The bond-focused Ethna-DEFENSIV is conservatively positioned and we will continue to avoid equity investments in the run-up to the US elections. As the robust bond portfolio, which accounts for 85% of the total portfolio, focuses on carefully selected corporate bonds, we will not be making any further adjustments before the elections and expect stable positive returns in the future. Gold and the currency positions in the Swiss francs and Japanese yen should help to stabilise the fund, especially in the event of a negative scenario where the election results are challenged in court.

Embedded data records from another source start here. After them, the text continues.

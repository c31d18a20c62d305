//! Stateless verification (§1, §8 property 8): given a challenge and the 64
//! leaf `x` values of a claimed proof, recompute F1/Fx bottom-up exactly as
//! Phase 1 would have, checking the matching relation at every level, and
//! confirm the resulting table-7 `y` equals the challenge's target. No plot
//! file is read; this module never touches disk.

use crate::bits::slice_u64;
use crate::constants::K_VECTOR_LENS;
use crate::entry::Quality;
use crate::errors::{PlotError, PlotResult};
use crate::f1::f1;
use crate::fx::{fx, Metadata};
use crate::matching::{bucket_of, is_match};
use crate::prove::{quality_from_xs, Proof, PROOF_SIZE};

/// One `(y, metadata)` pair carried between levels of the bottom-up fold.
#[derive(Clone, Copy)]
struct Node {
  y: u64,
  meta: Metadata,
}

/// Orders a pair of nodes so the BC-bucket-earlier one comes first, as
/// `fx` requires `bucket(y_left) + 1 == bucket(y_right)`. Returns `None` if
/// neither order satisfies adjacency.
fn order_pair(a: Node, b: Node) -> Option<(Node, Node)> {
  if bucket_of(a.y) + 1 == bucket_of(b.y) {
    Some((a, b))
  } else if bucket_of(b.y) + 1 == bucket_of(a.y) {
    Some((b, a))
  } else {
    None
  }
}

/// Recomputes the proof's table-7 `y` by folding `proof.xs` bottom-up
/// through F1 and Fx(2..7), checking the matching relation at every level.
/// Returns the final `y` (table 7, `k` bits) on success.
fn recompute_y7(k: u32, plot_id: &[u8; 32], xs: &[u64]) -> PlotResult<u64> {
  if xs.len() != PROOF_SIZE {
    return Err(PlotError::invalid_value(format!(
      "proof has {} leaves, expected {PROOF_SIZE}",
      xs.len()
    )));
  }

  let mut nodes: Vec<Node> = xs
    .iter()
    .map(|&x| {
      if x >= 1u64 << k {
        return Err(PlotError::invalid_value(format!(
          "leaf x={x} does not fit in k={k} bits"
        )));
      }
      Ok(Node {
        y: f1(k, plot_id, x),
        meta: Metadata::new(x as u128, k),
      })
    })
    .collect::<PlotResult<_>>()?;

  for t in 2..=7u32 {
    if nodes.len() % 2 != 0 {
      return Err(PlotError::invalid_value(
        "proof does not fold into pairs at every level",
      ));
    }
    let expected_meta_bits = K_VECTOR_LENS[t as usize] * k;
    let mut next = Vec::with_capacity(nodes.len() / 2);
    for pair in nodes.chunks(2) {
      let (left, right) = order_pair(pair[0], pair[1])
        .ok_or_else(|| PlotError::invalid_value("proof pair spans non-adjacent BC buckets"))?;
      if left.meta.bits != expected_meta_bits || right.meta.bits != expected_meta_bits {
        return Err(PlotError::invalid_value(
          "proof metadata width disagrees with table geometry",
        ));
      }
      if !is_match(left.y, right.y) {
        return Err(PlotError::invalid_value("proof pair fails the matching relation"));
      }
      let (y_new, meta_new) = fx(t, k, left.y, left.meta, right.meta);
      next.push(Node {
        y: y_new,
        meta: meta_new.unwrap_or(Metadata::empty()),
      });
    }
    nodes = next;
  }

  debug_assert_eq!(nodes.len(), 1);
  Ok(nodes[0].y)
}

/// Verifies `proof` against `challenge` for a plot of size `k` and identity
/// `plot_id`, returning the proof's quality on success. This never opens a
/// plot file: every input it needs is in `proof`, making it a pure function
/// the prover's disk-backed output must agree with (§8 property 8).
pub fn verify_proof(k: u32, plot_id: &[u8; 32], challenge: &[u8; 32], proof: &Proof) -> PlotResult<Quality> {
  let target_y = slice_u64(challenge, 0, k);
  let y7 = recompute_y7(k, plot_id, &proof.xs)?;
  if y7 != target_y {
    return Err(PlotError::invalid_value(
      "recomputed table-7 y does not match the challenge",
    ));
  }
  Ok(quality_from_xs(k, challenge, &proof.xs))
}

#[cfg(test)]
mod tests {
  use super::*;
  use crate::config::PlotterConfig;
  use crate::plot_file::create_plot;
  use crate::prove::{get_full_proof, get_qualities_for_challenge};

  /// Plots a tiny real `k=18` plot and checks every quality the prover finds
  /// for a batch of challenges round-trips through the verifier with a
  /// matching quality, end to end through all four phases.
  fn tiny_plot_id() -> [u8; 32] {
    let mut id = [0u8; 32];
    for (i, b) in id.iter_mut().enumerate() {
      *b = (i * 7 + 3) as u8;
    }
    id
  }

  fn run_plot(dir: &std::path::Path, k: u32) -> std::path::PathBuf {
    let cfg = PlotterConfig {
      k,
      plot_id: tiny_plot_id(),
      memo: vec![1, 2, 3, 4, 5],
      format_desc: b"posplot-v1".to_vec(),
      tmp_dir: dir.to_path_buf(),
      final_dir: dir.to_path_buf(),
      filename: format!("k{k}.plot"),
      memory_size: 1 << 26,
      num_buckets: 64,
      stripe_size: 1 << 14,
      num_threads: 2,
      flags: 0,
      progress: None,
    };
    create_plot(&cfg).unwrap();
    dir.join(&cfg.filename)
  }

  #[test]
  fn test_verify_accepts_every_prover_quality() {
    let dir = tempfile::tempdir().unwrap();
    let k = 18;
    let path = run_plot(dir.path(), k);

    let mut checked_any = false;
    for i in 0u32..100 {
      let challenge = *blake3::hash(&i.to_be_bytes()).as_bytes();
      let qualities = get_qualities_for_challenge(&path, challenge).unwrap();
      for (qi, &expected_quality) in qualities.iter().enumerate() {
        checked_any = true;
        let proof = get_full_proof(&path, challenge, qi).unwrap();
        let quality = verify_proof(k, &tiny_plot_id(), &challenge, &proof).unwrap();
        assert_eq!(quality, expected_quality);
      }
    }
    assert!(checked_any, "expected at least one challenge to produce a proof at k=18");
  }

  #[test]
  fn test_verify_rejects_tampered_leaf() {
    let dir = tempfile::tempdir().unwrap();
    let k = 18;
    let path = run_plot(dir.path(), k);

    for i in 0u32..50 {
      let challenge = *blake3::hash(&i.to_be_bytes()).as_bytes();
      let qualities = get_qualities_for_challenge(&path, challenge).unwrap();
      if qualities.is_empty() {
        continue;
      }
      let mut proof = get_full_proof(&path, challenge, 0).unwrap();
      proof.xs[0] ^= 1;
      assert!(verify_proof(k, &tiny_plot_id(), &challenge, &proof).is_err());
      return;
    }
    panic!("expected at least one challenge to produce a proof at k=18");
  }

  #[test]
  fn test_verify_rejects_wrong_length_proof() {
    let proof = Proof { xs: vec![0u64; 10] };
    let challenge = [0u8; 32];
    assert!(verify_proof(18, &tiny_plot_id(), &challenge, &proof).is_err());
  }
}
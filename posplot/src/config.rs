//! `PlotterConfig` (§2a): the single input `create_plot` takes, gathering
//! every knob the four phases need plus the output's identity. Validation
//! (`validate`) runs once, at the top of `create_plot`, rather than being
//! scattered across the phases it feeds — the same shape as pco's
//! `validate_config`/`validate_chunk_size` free functions ahead of its
//! compress driver.

use std::path::PathBuf;

use crate::errors::{PlotError, PlotResult};
use crate::progress::ProgressCallback;

/// `k` is bounded to the range real plots use; table 7 of a `k=18` plot
/// still holds tens of thousands of entries; `k=50` is far past anything
/// this in-memory implementation's `Vec`-backed sort buckets could hold, but
/// the ceiling is kept at the reference value rather than lowered ad hoc.
pub const MIN_K: u32 = 18;
pub const MAX_K: u32 = 50;

/// Every parameter `create_plot` needs, mirroring `CreatePlot(...)`'s
/// signature (§2a): the output's cryptographic identity (`plot_id`, `memo`),
/// sizing knobs threaded straight into the sort manager and stripe workers,
/// and the ambient concerns (temp/final directories, progress reporting,
/// feature flags) that don't change any table's math.
#[derive(Clone)]
#[non_exhaustive]
pub struct PlotterConfig<'a> {
  pub k: u32,
  pub plot_id: [u8; 32],
  /// Opaque bytes carried into the header verbatim (pool/farmer keys in a
  /// real farm, arbitrary in this crate).
  pub memo: Vec<u8>,
  /// Free-text identifier carried into the header's `format_desc` field.
  pub format_desc: Vec<u8>,
  pub tmp_dir: PathBuf,
  pub final_dir: PathBuf,
  pub filename: String,
  /// RAM budget each phase's sort manager is allowed to use for its
  /// in-memory buckets before it would need to spill further (§4.3).
  pub memory_size: usize,
  /// Number of sort-manager buckets; must be a power of two (`log_num_buckets`
  /// derives from it directly).
  pub num_buckets: u32,
  /// Capacity hint for each stripe worker's local match buffer (§4.4 step 2).
  pub stripe_size: u64,
  pub num_threads: usize,
  /// Bitwise-OR of `ENABLE_BITFIELD`/`SHOW_PROGRESS`.
  pub flags: u32,
  pub progress: Option<&'a ProgressCallback<'a>>,
}

impl<'a> PlotterConfig<'a> {
  /// Checks every invariant the four phases assume of their config rather
  /// than discovering a violation midway through a multi-hour plot.
  pub fn validate(&self) -> PlotResult<()> {
    if self.k < MIN_K || self.k > MAX_K {
      return Err(PlotError::invalid_value(format!(
        "k={} is outside the supported range {MIN_K}..={MAX_K}",
        self.k
      )));
    }
    if self.num_buckets == 0 || !self.num_buckets.is_power_of_two() {
      return Err(PlotError::invalid_value(format!(
        "num_buckets={} must be a nonzero power of two",
        self.num_buckets
      )));
    }
    if self.num_threads == 0 {
      return Err(PlotError::invalid_value("num_threads must be nonzero"));
    }
    if self.memory_size == 0 {
      return Err(PlotError::invalid_value("memory_size must be nonzero"));
    }
    if self.format_desc.len() > u16::MAX as usize {
      return Err(PlotError::invalid_value(
        "format_desc does not fit the header's 16-bit length prefix",
      ));
    }
    if self.memo.len() > u16::MAX as usize {
      return Err(PlotError::invalid_value(
        "memo does not fit the header's 16-bit length prefix",
      ));
    }
    if self.filename.is_empty() {
      return Err(PlotError::invalid_value("filename must not be empty"));
    }
    Ok(())
  }

  pub fn log_num_buckets(&self) -> u32 {
    self.num_buckets.trailing_zeros()
  }
}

The upcoming US presidential election has virtually no impact on the allocation of the Ethna-DYNAMISCH. As previously noted, the long-term effects of elections are relatively limited, so that the strategic asset allocation of the fund is not affected. In selecting individual stocks, we focus on the fundamental trends of the underlying companies and generally try to keep the influence of binary political decisions as low as possible, so that there is no immediate need for adjustment. At a tactical level, the upcoming election is one of the many factors that will influence short-term decision-making, but so far we have seen little evidence that would require an adjustment of the current fund positioning.